If the ads you see on Facebook sometimes seem eerily specific to you, that's because Facebook is constantly building out a dossier of your interests, derived from everything you do on Facebook, and (increasingly) things you do off it.
What you can do: You can't stop receiving ads on Facebook—but you can keep Facebook from aiming specific ad topics at you.
For years, you've been able to click on a tiny icon of a down arrow or X in the right corner of an ad to keep ads from that company from coming back. As of late last week, Facebook began offering much more to everyone in the U.S. (and soon elsewhere).
Find an ad and click on the corner icon. (It's tiny, and you may have to hover your mouse over the area to see it.) From the pop-up menu, select "Why am I seeing this?" You'll get an explanation of what Facebook thinks made a good match between you and that particular ad.
Underneath that, there's a link labeled, "View and manage your ad preferences." From here, you'll be taken to Facebook's entire dossier on you.

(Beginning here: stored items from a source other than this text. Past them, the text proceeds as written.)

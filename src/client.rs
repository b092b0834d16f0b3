// src/client.rs
//
// The object-store primitives this crate is built on.  `S3Client` implements
// them over the AWS SDK, `MemoryClient` implements them in process.

use std::collections::BTreeMap;
use std::fmt::Debug;

use async_trait::async_trait;
use bytes::Bytes;
use chrono::{DateTime, Utc};

use crate::error::{ErrorDetail, KeyError};

pub type ClientResult<T> = std::result::Result<T, ErrorDetail>;

/// Response of a HeadObject call.
#[derive(Debug, Clone, Default, PartialEq, Eq)]
pub struct ObjectHead {
    pub size: u64,
    pub content_type: Option<String>,
    pub last_modified: Option<DateTime<Utc>>,
    pub e_tag: Option<String>,
    pub version_id: Option<String>,
    pub cache_control: Option<String>,
    pub content_language: Option<String>,
    pub expires: Option<String>,
}

/// Attributes attached to an object on Put or CreateMultipartUpload.
#[derive(Debug, Clone, Default, PartialEq, Eq)]
pub struct ObjectAttributes {
    pub content_type: Option<String>,
    pub cache_control: Option<String>,
    pub content_language: Option<String>,
    pub expires: Option<String>,
    pub acl: Option<String>,
}

impl ObjectAttributes {
    /// Build attributes from `Key: Value` metadata, ignoring unknown keys.
    pub fn from_metadata(metadata: &BTreeMap<String, String>) -> Self {
        let mut attrs = Self::default();
        for (k, v) in metadata {
            match k.as_str() {
                "Content-Type" => attrs.content_type = Some(v.clone()),
                "Cache-Control" => attrs.cache_control = Some(v.clone()),
                "Content-Language" => attrs.content_language = Some(v.clone()),
                "Expires" => attrs.expires = Some(v.clone()),
                "ACL" => attrs.acl = Some(v.clone()),
                _ => tracing::debug!("ignoring unsupported object metadata key '{}'", k),
            }
        }
        attrs
    }
}

/// One object entry in a listing page.
#[derive(Debug, Clone, PartialEq, Eq)]
pub struct ObjectEntry {
    pub key: String,
    pub size: u64,
    pub last_modified: Option<DateTime<Utc>>,
}

/// A ListObjectsV2 request.
#[derive(Debug, Clone, Default, PartialEq, Eq)]
pub struct ListRequest {
    pub bucket: String,
    pub prefix: Option<String>,
    pub delimiter: Option<String>,
    pub continuation_token: Option<String>,
    pub max_keys: Option<i32>,
}

/// One page of a ListObjectsV2 response.
#[derive(Debug, Clone, Default, PartialEq, Eq)]
pub struct ListPage {
    pub objects: Vec<ObjectEntry>,
    pub common_prefixes: Vec<String>,
    pub key_count: usize,
    pub is_truncated: bool,
    pub next_continuation_token: Option<String>,
}

#[derive(Debug, Clone, PartialEq, Eq)]
pub struct CompletedPart {
    pub part_number: i32,
    pub e_tag: String,
}

/// Result of CompleteMultipartUpload.
///
/// Some backends answer 200 OK with an `<Error>` document in the body.  The
/// client reports that as `embedded_error` rather than failing the call.
#[derive(Debug, Clone, Default, PartialEq, Eq)]
pub struct CompleteOutcome {
    pub e_tag: Option<String>,
    pub embedded_error: Option<ErrorDetail>,
}

/// Object-store primitives.  Every call fails with the provider's `ErrorDetail`.
#[async_trait]
pub trait ObjectClient: Send + Sync + Debug {
    async fn head_bucket(&self, bucket: &str) -> ClientResult<()>;
    async fn create_bucket(&self, bucket: &str, region: Option<&str>) -> ClientResult<()>;
    async fn delete_bucket(&self, bucket: &str) -> ClientResult<()>;
    async fn list_buckets(&self) -> ClientResult<Vec<String>>;

    async fn head_object(&self, bucket: &str, key: &str) -> ClientResult<ObjectHead>;
    /// Read `length` bytes at `offset`; the result may be shorter at end of object.
    async fn get_object_range(
        &self,
        bucket: &str,
        key: &str,
        offset: u64,
        length: u64,
    ) -> ClientResult<Bytes>;
    async fn put_object(
        &self,
        bucket: &str,
        key: &str,
        body: Bytes,
        attrs: &ObjectAttributes,
    ) -> ClientResult<()>;
    /// Server-side copy; `source` is an url-encoded `bucket/key`.
    async fn copy_object(&self, source: &str, bucket: &str, key: &str) -> ClientResult<()>;
    async fn delete_object(&self, bucket: &str, key: &str) -> ClientResult<()>;
    /// Batched delete; returns the keys that failed.
    async fn delete_objects(&self, bucket: &str, keys: &[String]) -> ClientResult<Vec<KeyError>>;

    async fn list_objects(&self, req: &ListRequest) -> ClientResult<ListPage>;

    async fn create_multipart_upload(
        &self,
        bucket: &str,
        key: &str,
        attrs: &ObjectAttributes,
    ) -> ClientResult<String>;
    async fn upload_part(
        &self,
        bucket: &str,
        key: &str,
        upload_id: &str,
        part_number: i32,
        body: Bytes,
    ) -> ClientResult<String>;
    async fn complete_multipart_upload(
        &self,
        bucket: &str,
        key: &str,
        upload_id: &str,
        parts: &[CompletedPart],
    ) -> ClientResult<CompleteOutcome>;
    async fn abort_multipart_upload(
        &self,
        bucket: &str,
        key: &str,
        upload_id: &str,
    ) -> ClientResult<()>;
}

It's a fascinating and slightly scary view of what Facebook has pegged you as being interested in over the years. Mine has a mix of the spot-on ("Muppets") and the useless ("Atlanta Falcons").
By removing items from the list, you can make Facebook show ads for fewer yet more pertinent topics—more kittens, less online shopping, for instance. You're actually helping Facebook by editing the list, because you're more likely to click on those ads.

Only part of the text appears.